Now more than ever, it is critical that everyone is investing the smart way.
We can’t afford to make financial mistakes in an environment with high inflation and increasing interest rates because these mistakes will inhibit your future financial prosperity.
It is increasingly probable that a US recession is coming later this year or early 2023. Contagion from this recession will impact the entire world. I want you to take action and not let your financial situation worsen as the economic outlook becomes more challenging.
Here are three practical and easy strategies you can consider implementing so you can financially withstand the looming negative impacts of a recession.
Tip 1: Switch to a high-interest savings account
Your emergency fund, that “rainy day” money, should be roughly three to six months of income. Start creating your emergency fund by stashing away funds each month into a high-interest savings account. Uncertainty is the new normal, and the need for an emergency fund is now greater than ever.
You will need to open a high-interest savings account and start regularly depositing money until you have enough funds to replace three to six months of income. Start with what you have, whether it be $100 or $10,000 per month, and with consistency, you will be able to have the emergency fund and be ready to weather any “rainy day” that comes your way.
Tip 2: Get rid of your high-interest debt so you can have more money to save and invest
You can start by paying down that credit card with the lowest outstanding balance while making minimum payments on the other credit cards (that’s if you have multiple credit cards and loans). Gradually work your way to paying off all the credit cards, and then you can free up more money for saving and investing. To stay disciplined, set up standing orders or automated withdrawals to the credit card account so you can keep on track.
Other types of high-interest debt are your credit lines, your payday loans and hire purchase instalments. With rising interest rates, these products are all expensive debt to have as you pay a lot of money in interest costs to be able to pay down the amounts you borrowed. Use the same principle and pay them down as soon and as best you can.
Tip 3: Shift your investing strategy to focus on quality companies
Start learning about which types of stocks do well during a recession and pick a group of three to five companies you are really familiar. These will be the stocks you research and add to your portfolio.
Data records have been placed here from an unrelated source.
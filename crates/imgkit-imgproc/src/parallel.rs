use rayon::prelude::*;

use imgkit_image::Image;

/// Apply a function to each pixel in the image in parallel, row by row.
///
/// `src` and `dst` must have the same size; rows beyond the shorter image are skipped.
pub fn par_iter_rows<T1, const C1: usize, T2, const C2: usize>(
    src: &Image<T1, C1>,
    dst: &mut Image<T2, C2>,
    f: impl Fn(&[T1], &mut [T2]) + Send + Sync,
) where
    T1: Clone + Send + Sync,
    T2: Clone + Send + Sync,
{
    let cols = src.cols().max(1);
    src.as_slice()
        .par_chunks_exact(C1 * cols)
        .zip(dst.as_slice_mut().par_chunks_exact_mut(C2 * cols))
        .for_each(|(src_chunk, dst_chunk)| {
            src_chunk
                .chunks_exact(C1)
                .zip(dst_chunk.chunks_exact_mut(C2))
                .for_each(|(src_pixel, dst_pixel)| {
                    f(src_pixel, dst_pixel);
                });
        });
}

/// Apply a function to each value in the image in parallel, row by row.
pub fn par_iter_rows_val<T1, const C1: usize, T2, const C2: usize>(
    src: &Image<T1, C1>,
    dst: &mut Image<T2, C2>,
    f: impl Fn(&T1, &mut T2) + Send + Sync,
) where
    T1: Clone + Send + Sync,
    T2: Clone + Send + Sync,
{
    let cols = src.cols().max(1);
    src.as_slice()
        .par_chunks_exact(C1 * cols)
        .zip(dst.as_slice_mut().par_chunks_exact_mut(C2 * cols))
        .for_each(|(src_chunk, dst_chunk)| {
            src_chunk
                .iter()
                .zip(dst_chunk.iter_mut())
                .for_each(|(src_pixel, dst_pixel)| {
                    f(src_pixel, dst_pixel);
                });
        });
}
As an experienced investment strategist, this is where I can really take you into a place of abundance with money from investing. Imagine having passive income each month from dividends or capital gains from your investments. This can definitely go a long way in creating financial security.
Money loves speed. Take action today with these three tips, and you will see a positive financial impact.
I wish you continued financial success!
Keisha Bailey is an experienced Investment Strategist who teaches people how to earn passive income, create wealth and reclaim time by investing in stocks. She can be reached at [email protected]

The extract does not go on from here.